Inhibition of the APC–EPCR interaction by DC8 CIDRα from severe isolates. DC8 CIDRα domains expressed from SM isolates were analyzed for EPCR binding affinity and blocking the interaction with its ligand APC. (A) Neighbor-joining tree (bootstrap n = 100) of 66 previously classified CIDRα1 sequences (14) and 7 Indian CIDRα1 transcripts amplified from adult SM patients in this study (black dots). (B) The first column shows the dissociation constant (K_d) for rCIDRα1.1-EPCR measured by biolayer interferometry (see Fig. S5 for detailed kinetics). Histograms show APC binding to CHO-EPCR cells in the presence or absence of 250 μg/mL Indian CIDRα1 domains. The vertical line shows the primary and secondary antibody background used to set the gate for APC⁺ cells. Red: strong inhibition; blue: medium; green: low; light gray: no inhibition. The bar graphs show the percentage of APC binding in the presence of CIDR domains relative to APC alone (mean and SD, n = 4 independent experiments). (C) Inhibition by rCIDRα1.1 of APC-dependent protection of endothelial barrier properties. (C, Left) Kinetics showing APC (50 nM)-mediated protection of thrombin (2 nM) induced barrier disruption in human brain endothelial cell monolayers, and examples of rCIDR1.1 that do or do not inhibit APC barrier protection activity. (Right) Bar graph showing the barrier protection (%) activity of APC on human brain endothelial cells and HUVEC cells (EA.hy926 cells) pretreated with rCIDRα1.1 (mean and SD, n = 6 independent experiments for all CIDR domains, except n = 3 for rPFE1640wCIDRα1.3).
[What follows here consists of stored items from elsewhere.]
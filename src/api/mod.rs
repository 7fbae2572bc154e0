//! HTTP surface over the job router
//!
//! - `POST /content`, `POST /niche` - submit a job (200 with result when it
//!   ran directly, 202 when it was queued)
//! - `GET /jobs/{kind}/{job_id}` - status of a submitted job
//! - `POST /validate/content`, `POST /validate/analysis` - quality checks
//! - `GET /health` - execution mode and job counters

mod error;
pub mod models;
mod server;
pub mod services;
pub mod state;
pub(crate) mod utils;

pub use error::ApiError;
pub use server::{router, run};
pub use state::AppState;
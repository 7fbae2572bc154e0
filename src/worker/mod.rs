//! Queue workers
//!
//! Each worker owns one mpsc receiver of its kind's lane and executes tasks
//! one at a time, moving the ledger snapshot through
//! `pending → active → {completed | failed}`. Retryable failures back off
//! exponentially (`base * 2^(attempt - 1)`); exhausted or permanent failures
//! land in the dead letter queue.

mod runner;

pub use runner::Worker;
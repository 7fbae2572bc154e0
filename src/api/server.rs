use std::net::SocketAddr;

use axum::{Router, routing::get, routing::post};
use tokio::net::TcpListener;
use tower_http::decompression::RequestDecompressionLayer;
use tracing::{error, info};

use super::{
    services::{analyze_niche, create_content, get_job, health, validate_analysis, validate_content},
    state::AppState,
};
use crate::config::Config;

type AnyError = Box<dyn std::error::Error + Send + Sync + 'static>;

/// All routes, with gzip/deflate/brotli request bodies decompressed
pub fn router(state: AppState) -> Router {
    Router::new()
        .route("/content", post(create_content))
        .route("/niche", post(analyze_niche))
        .route("/jobs/{kind}/{job_id}", get(get_job))
        .route("/validate/content", post(validate_content))
        .route("/validate/analysis", post(validate_analysis))
        .route("/health", get(health))
        .with_state(state)
        .layer(RequestDecompressionLayer::new())
}

/// Serve until Ctrl+C or SIGTERM. `address` overrides `server.bind_addr`.
pub async fn run(config: Config, address: Option<SocketAddr>) -> Result<(), AnyError> {
    let address = address.unwrap_or(config.server.bind_addr);

    let state = AppState::from_config(config)?;
    let tasks = state.router.start();
    info!(mode = ?state.router.mode(), tasks = tasks.len(), "Job router started");

    let listener = TcpListener::bind(address).await?;
    info!(%address, "postforge API listening");

    axum::serve(listener, router(state).into_make_service())
        .with_graceful_shutdown(shutdown_signal())
        .await?;

    Ok(())
}

async fn shutdown_signal() {
    let ctrl_c = async {
        if let Err(e) = tokio::signal::ctrl_c().await {
            error!(error = %e, "Failed to install Ctrl+C handler");
            std::future::pending::<()>().await;
        }
    };

    #[cfg(unix)]
    let terminate = async {
        use tokio::signal::unix::{SignalKind, signal};
        match signal(SignalKind::terminate()) {
            Ok(mut sigterm) => {
                sigterm.recv().await;
            }
            Err(e) => {
                error!(error = %e, "Failed to install SIGTERM handler");
                std::future::pending::<()>().await;
            }
        }
    };

    #[cfg(not(unix))]
    let terminate = std::future::pending::<()>();

    tokio::select! {
        _ = ctrl_c => {},
        _ = terminate => {},
    }

    info!("Shutdown signal received");
}
use std::path::Path;
use std::time::Duration;

use fjall::{Config, Keyspace, PartitionCreateOptions, PartitionHandle};
use tracing::{debug, info};

use crate::jobs::{JobSnapshot, JobStatus};

use super::error::Result;
use super::partitions::{decode_job_key, encode_job_key};
use super::pruning::prune_terminal;

/// Fjall-backed persistent storage for job snapshots
#[derive(Clone)]
pub struct FjallStore {
    keyspace: Keyspace,
    jobs: PartitionHandle,
}

impl FjallStore {
    /// Open or create a store at the given path
    pub fn open<P: AsRef<Path>>(path: P) -> Result<Self> {
        let path = path.as_ref();
        info!("Opening Fjall store at: {}", path.display());

        if let Some(parent) = path.parent() {
            std::fs::create_dir_all(parent)?;
        }

        let keyspace = Config::new(path).open()?;
        let jobs = keyspace.open_partition("jobs", PartitionCreateOptions::default())?;

        info!("Fjall store opened successfully");
        Ok(Self { keyspace, jobs })
    }

    /// Store or update a job snapshot
    pub fn upsert(&self, snapshot: &JobSnapshot) -> Result<()> {
        let key = encode_job_key(&snapshot.job_id);
        let value = serde_json::to_vec(snapshot)?;
        self.jobs.insert(key, value)?;
        debug!(job_id = %snapshot.job_id, status = ?snapshot.status, "Upserted job");
        Ok(())
    }

    pub fn get(&self, job_id: &str) -> Result<Option<JobSnapshot>> {
        match self.jobs.get(encode_job_key(job_id))? {
            Some(value) => Ok(Some(serde_json::from_slice(&value)?)),
            None => Ok(None),
        }
    }

    /// Read-modify-write of one snapshot; missing snapshots are left alone
    pub fn update<F>(&self, job_id: &str, apply: F) -> Result<Option<JobSnapshot>>
    where
        F: FnOnce(&mut JobSnapshot),
    {
        let Some(mut snapshot) = self.get(job_id)? else {
            return Ok(None);
        };
        apply(&mut snapshot);
        snapshot.updated_at = chrono::Utc::now();
        self.upsert(&snapshot)?;
        Ok(Some(snapshot))
    }

    pub fn remove(&self, job_id: &str) -> Result<()> {
        self.jobs.remove(encode_job_key(job_id))?;
        Ok(())
    }

    /// Drop finished snapshots not updated within `retention`
    pub fn prune(&self, retention: Duration) -> Result<usize> {
        let cutoff = chrono::Duration::from_std(retention)
            .ok()
            .and_then(|retention| chrono::Utc::now().checked_sub_signed(retention));
        match cutoff {
            Some(cutoff) => prune_terminal(&self.jobs, cutoff),
            None => Ok(0),
        }
    }

    /// Persist all pending writes to disk
    pub fn persist(&self) -> Result<()> {
        self.keyspace.persist(fjall::PersistMode::SyncAll)?;
        Ok(())
    }

    /// Snapshot counts by status (for health reporting)
    pub fn stats(&self) -> Result<StoreStats> {
        let mut stats = StoreStats::default();

        for item in self.jobs.iter() {
            let (key, value) = item?;
            if decode_job_key(&key).is_none() {
                continue;
            }
            let snapshot: JobSnapshot = serde_json::from_slice(&value)?;
            stats.job_count += 1;
            match snapshot.status {
                JobStatus::Pending | JobStatus::Active => stats.in_flight += 1,
                JobStatus::Completed => stats.completed += 1,
                JobStatus::Failed => stats.failed += 1,
                JobStatus::Unknown => {}
            }
        }

        Ok(stats)
    }
}

#[derive(Debug, Clone, Default, PartialEq, Eq, serde::Serialize)]
pub struct StoreStats {
    pub job_count: usize,
    pub in_flight: usize,
    pub completed: usize,
    pub failed: usize,
}

#[cfg(test)]
mod tests {
    use super::*;
    use crate::jobs::JobKind;
    use tempfile::TempDir;

    fn create_test_store() -> (FjallStore, TempDir) {
        let temp_dir = TempDir::new().unwrap();
        let store = FjallStore::open(temp_dir.path().join("test_ledger")).unwrap();
        (store, temp_dir)
    }

    #[test]
    fn test_upsert_and_get_job() {
        let (store, _temp) = create_test_store();
        let snapshot = JobSnapshot::pending("job_123", JobKind::NicheAnalysis, 2);

        store.upsert(&snapshot).unwrap();
        let retrieved = store.get("job_123").unwrap().unwrap();

        assert_eq!(retrieved, snapshot);
    }

    #[test]
    fn test_get_nonexistent_job() {
        let (store, _temp) = create_test_store();
        assert!(store.get("nonexistent").unwrap().is_none());
    }

    #[test]
    fn test_update_applies_and_touches_timestamp() {
        let (store, _temp) = create_test_store();
        let snapshot = JobSnapshot::pending("job_1", JobKind::ContentGeneration, 3);
        store.upsert(&snapshot).unwrap();

        let updated = store
            .update("job_1", |s| {
                s.status = JobStatus::Active;
                s.attempts = 1;
            })
            .unwrap()
            .unwrap();

        assert_eq!(updated.status, JobStatus::Active);
        assert!(updated.updated_at >= snapshot.updated_at);
        assert_eq!(store.get("job_1").unwrap().unwrap().attempts, 1);

        assert!(store.update("missing", |_| {}).unwrap().is_none());
    }

    #[test]
    fn test_remove_and_stats() {
        let (store, _temp) = create_test_store();
        store
            .upsert(&JobSnapshot::pending("a", JobKind::ContentGeneration, 3))
            .unwrap();
        let mut done = JobSnapshot::pending("b", JobKind::ContentGeneration, 3);
        done.status = JobStatus::Completed;
        store.upsert(&done).unwrap();

        let stats = store.stats().unwrap();
        assert_eq!(stats.job_count, 2);
        assert_eq!(stats.in_flight, 1);
        assert_eq!(stats.completed, 1);

        store.remove("a").unwrap();
        assert!(store.get("a").unwrap().is_none());
        store.persist().unwrap();
    }

    #[test]
    fn test_prune_drops_old_finished_snapshots() {
        let (store, _temp) = create_test_store();
        let two_days_ago = chrono::Utc::now() - chrono::Duration::hours(48);

        let mut old_done = JobSnapshot::pending("old-done", JobKind::ContentGeneration, 3);
        old_done.status = JobStatus::Completed;
        old_done.updated_at = two_days_ago;
        let mut old_failed = JobSnapshot::pending("old-failed", JobKind::NicheAnalysis, 2);
        old_failed.status = JobStatus::Failed;
        old_failed.updated_at = two_days_ago;
        let mut old_pending = JobSnapshot::pending("old-pending", JobKind::NicheAnalysis, 2);
        old_pending.updated_at = two_days_ago;
        let mut fresh_done = JobSnapshot::pending("fresh-done", JobKind::ContentGeneration, 3);
        fresh_done.status = JobStatus::Completed;

        for snapshot in [&old_done, &old_failed, &old_pending, &fresh_done] {
            store.upsert(snapshot).unwrap();
        }

        let pruned = store.prune(Duration::from_secs(24 * 60 * 60)).unwrap();
        assert_eq!(pruned, 2);
        assert!(store.get("old-done").unwrap().is_none());
        assert!(store.get("old-failed").unwrap().is_none());
        assert!(store.get("old-pending").unwrap().is_some());
        assert!(store.get("fresh-done").unwrap().is_some());

        assert_eq!(store.prune(Duration::from_secs(24 * 60 * 60)).unwrap(), 0);
    }

    #[test]
    fn test_prune_with_huge_retention_keeps_everything() {
        let (store, _temp) = create_test_store();
        let mut done = JobSnapshot::pending("done", JobKind::ContentGeneration, 3);
        done.status = JobStatus::Completed;
        store.upsert(&done).unwrap();

        assert_eq!(store.prune(Duration::MAX).unwrap(), 0);
        assert!(store.get("done").unwrap().is_some());
    }
}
P values were calculated using a one-way ANOVA and Dunnet’s multiple comparison test. Significant values are represented by *P ≤ 0.05, **P ≤ 0.01, and ***P ≤ 0.001.

Fig. S4.

Identification and expression of DC8 CIDRα1 expressed by SM isolates. (A) PCR strategy to amplify the full-length DC8 CIDRα1 domain from SM patients using var domain primers (15). (B) CIDRα1 recombinant proteins were analyzed under nonreducing conditions in a SDS/PAGE gel and stained by GelCode Blue Protein Stain.

Fig. S5.

Binding kinetics between recombinant CIDRα1 domains and EPCR determined by BLI and flow cytometry. (A) Representative sensograms with corresponding kinetic fits to the data (red). (B) Summary of binding kinetics. *Binding not detected. (C) Dose-dependent binding titration of CIDRα1 domains to CHO745-EPCR cells analyzed by flow cytometry, median levels depicted (n = 4). Binding levels to the negative control, untransfected CHO745 cells is shown only for the highest CIDRα1 concentration analyzed.